Below this line is a set of entries; quote exactly the lines from the line that contains "if device.vendor_id() != consts::DREVO_VENDOR_ID" to the line that contains "defined usage page", both lines included.

Saved data entries:
※

//! High level hidapi abstraction for Drevo keyboard lighting

use bitmap::Bitmap;
use hidapi::{HidApi, HidDevice};
use rgb_sync_core::{
    CancellationToken, ColorFrame, Device, DeviceClass, DeviceError, DeviceInfo, LedMap, Result,
    Transport,
};
use tracing::{info, warn};

pub mod abi;
pub mod bitmap;
pub mod layouts;

pub mod consts {
    pub const DREVO_VENDOR_ID: u16 = 0x1A2C;

    /// Product ID and board layout number
    pub const PRODUCTS: &[(u16, u8)] = &[
        (0xB51F, 0),
        (0xB57E, 0),
        (0xB58E, 1),
        (0xB58F, 1),
        (0xB59E, 2),
        (0xB59F, 2),
        (0xB5BE, 3),
        (0xB5BF, 3),
    ];
    pub const PRODUCT_IDS: &[u16] = &[
        0xB51F, 0xB57E, 0xB58E, 0xB58F, 0xB59E, 0xB59F, 0xB5BE, 0xB5BF,
    ];

    /// Feature reports are only accepted on the fourth collection
    pub const LIGHTING_COLLECTION: &str = "col04";
}

/// Addressable LEDs, keys and lightbar
pub const LED_COUNT: usize = 128;

/// Static device info for detection
pub static INFO: DeviceInfo = DeviceInfo {
    name: "Drevo Keyboard",
    cli_name: "drevo",
    class: DeviceClass::Keyboard,
    vendor_id: Some(consts::DREVO_VENDOR_ID),
    product_ids: consts::PRODUCT_IDS,
    updates_per_second: 20.0,
};

/// Layout number for a product ID
pub fn layout_for(product_id: u16) -> Option<u8> {
    consts::PRODUCTS
        .iter()
        .find(|(pid, _)| *pid == product_id)
        .map(|&(_, layout)| layout)
}

/// Whether a hid interface is the one lighting commands go to
pub fn is_lighting_interface(device: &hidapi::DeviceInfo) -> bool {
    if device.vendor_id() != consts::DREVO_VENDOR_ID || layout_for(device.product_id()).is_none()
    {
        return false;
    }
    if cfg!(windows) {
        device
            .path()
            .to_string_lossy()
            .contains(consts::LIGHTING_COLLECTION)
    } else {
        // vendor defined usage page
        device.usage_page() >= 0xFF00
    }
}

/// High level abstraction for a connected Drevo keyboard
pub struct DrevoKeyboard<T: Transport = HidDevice> {
    transport: T,
    layout: u8,
    leds: LedMap,
    bitmap: Bitmap,
    connected: bool,
}

impl DrevoKeyboard<HidDevice> {
    /// Open the first Drevo keyboard found
    pub fn open(api: &HidApi) -> Result<Self> {
        let info = api
            .device_list()
            .find(|d| is_lighting_interface(d))
            .ok_or(DeviceError::DeviceNotFound)?;
        Self::open_device(api, info)
    }

    /// Open a specific enumerated interface
    pub fn open_device(api: &HidApi, info: &hidapi::DeviceInfo) -> Result<Self> {
        let layout = layout_for(info.product_id()).ok_or(DeviceError::DeviceNotFound)?;
        Self::connect(info.open_device(api)?, layout)
    }
}

impl<T: Transport> DrevoKeyboard<T> {
    /// Start a lighting session over an already open transport
    pub fn connect(mut transport: T, layout: u8) -> Result<Self> {
        let leds = layouts::led_map(layout).unwrap_or_else(|| {
            warn!("no key table for drevo layout {layout}, keys will stay dark");
            LedMap::default()
        });
        transport.send_feature_report(&abi::session_start())?;
        info!(layout, "drevo keyboard connected");
        Ok(Self {
            transport,
            layout,
            leds,
            bitmap: Bitmap::new(LED_COUNT),
            connected: true,
        })
    }

    pub fn layout(&self) -> u8 {
        self.layout
    }

    pub fn bitmap(&self) -> &Bitmap {
        &self.bitmap
    }
}

impl<T: Transport> Device for DrevoKeyboard<T> {
    fn name(&self) -> &str {
        INFO.name
    }

    fn class(&self) -> DeviceClass {
        INFO.class
    }

    fn led_count(&self) -> usize {
        LED_COUNT
    }

    fn updates_per_second(&self) -> f32 {
        INFO.updates_per_second
    }

    fn apply_frame(&mut self, frame: &ColorFrame, cancel: &CancellationToken) -> Result<()> {
        if !self.connected {
            return Err(DeviceError::NotInitialized);
        }
        for (key, color) in frame.iter() {
            for &led in self.leds.leds(key) {
                self.bitmap.set_color(led, color);
            }
        }
        if cancel.is_cancelled() {
            return Err(DeviceError::Cancelled);
        }
        self.bitmap.send(&mut self.transport)
    }

    fn close(&mut self) -> Result<()> {
        if !self.connected {
            return Ok(());
        }
        self.connected = false;
        self.transport.send_feature_report(&abi::session_end())?;
        info!("drevo keyboard released");
        Ok(())
    }
}

#[cfg(test)]
mod tests {
    use rgb_sync_core::mock::MockTransport;
    use rgb_sync_core::{LogicalKey, Rgb};

    use super::*;

    fn keyboard(layout: u8) -> (DrevoKeyboard<MockTransport>, MockTransport) {
        let transport = MockTransport::new();
        let keyboard = DrevoKeyboard::connect(transport.clone(), layout).unwrap();
        (keyboard, transport)
    }

    #[test]
    fn product_table() {
        assert_eq!(layout_for(0xB51F), Some(0));
        assert_eq!(layout_for(0xB58F), Some(1));
        assert_eq!(layout_for(0xB5BE), Some(3));
        assert_eq!(layout_for(0x1234), None);
        assert!(consts::PRODUCT_IDS
            .iter()
            .all(|pid| layout_for(*pid).is_some()));
    }

    #[test]
    fn session_packets() {
        let (mut keyboard, transport) = keyboard(0);
        assert_eq!(transport.features(), vec![abi::session_start().to_vec()]);
        keyboard.close().unwrap();
        keyboard.close().unwrap();
        assert_eq!(transport.features(), vec![
            abi::session_start().to_vec(),
            abi::session_end().to_vec()
        ]);
    }

    #[test]
    fn frame_paints_keys_and_lightbar() {
        let (mut keyboard, transport) = keyboard(0);
        transport.clear();
        let red = Rgb::new(255, 0, 0);
        let frame = ColorFrame::new().with(LogicalKey::Escape, red);
        keyboard
            .apply_frame(&frame, &CancellationToken::new())
            .unwrap();

        let bytes = keyboard.bitmap().as_bytes();
        assert_eq!(&bytes[4..7], &[255, 0, 0]);
        assert_eq!(&bytes[4 + 3 * 87..4 + 3 * 88], &[255, 0, 0]);
        assert_eq!(transport.features().len(), 65);
    }

    #[test]
    fn same_frame_gives_same_reports() {
        let (mut keyboard, transport) = keyboard(0);
        let cancel = CancellationToken::new();
        let frame = ColorFrame::new()
            .with(LogicalKey::Escape, Rgb::new(255, 0, 0))
            .with(LogicalKey::Enter, Rgb::new(0, 128, 255));

        transport.clear();
        keyboard.apply_frame(&frame, &cancel).unwrap();
        let first = transport.features();
        transport.clear();
        keyboard.apply_frame(&frame, &cancel).unwrap();
        assert_eq!(transport.features(), first);
        assert_eq!(first.len(), 65);
    }

    #[test]
    fn absent_keys_keep_last_color() {
        let (mut keyboard, _) = keyboard(1);
        let cancel = CancellationToken::new();
        let blue = Rgb::new(0, 0, 255);
        keyboard
            .apply_frame(&ColorFrame::new().with(LogicalKey::Q, blue), &cancel)
            .unwrap();
        keyboard
            .apply_frame(&ColorFrame::new().with(LogicalKey::W, blue), &cancel)
            .unwrap();
        let bytes = keyboard.bitmap().as_bytes();
        // Q and W on the ISO table
        assert_eq!(&bytes[4 + 3 * 34..4 + 3 * 35], &[0, 0, 255]);
        assert_eq!(&bytes[4 + 3 * 35..4 + 3 * 36], &[0, 0, 255]);
    }

    #[test]
    fn cancelled_frame_writes_nothing() {
        let (mut keyboard, transport) = keyboard(0);
        transport.clear();
        let cancel = CancellationToken::new();
        cancel.cancel();
        let err = keyboard
            .apply_frame(&ColorFrame::filled(Rgb::new(1, 2, 3)), &cancel)
            .unwrap_err();
        assert!(matches!(err, DeviceError::Cancelled));
        assert!(transport.log().is_empty());
    }

    #[test]
    fn unknown_layout_maps_nothing() {
        let (mut keyboard, transport) = keyboard(2);
        transport.clear();
        keyboard
            .apply_frame(&ColorFrame::filled(Rgb::new(1, 2, 3)), &CancellationToken::new())
            .unwrap();
        assert!(keyboard.bitmap().as_bytes()[4..].iter().all(|&b| b == 0));
        // the frame is still sent
        assert_eq!(transport.features().len(), 65);
    }

    #[test]
    fn closed_keyboard_refuses_frames() {
        let (mut keyboard, _) = keyboard(0);
        keyboard.close().unwrap();
        let err = keyboard
            .apply_frame(&ColorFrame::new(), &CancellationToken::new())
            .unwrap_err();
        assert!(matches!(err, DeviceError::NotInitialized));
    }
}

※

### The answer
    if device.vendor_id() != consts::DREVO_VENDOR_ID || layout_for(device.product_id()).is_none()
    {
        return false;
    }
    if cfg!(windows) {
        device
            .path()
            .to_string_lossy()
            .contains(consts::LIGHTING_COLLECTION)
    } else {
        // vendor defined usage page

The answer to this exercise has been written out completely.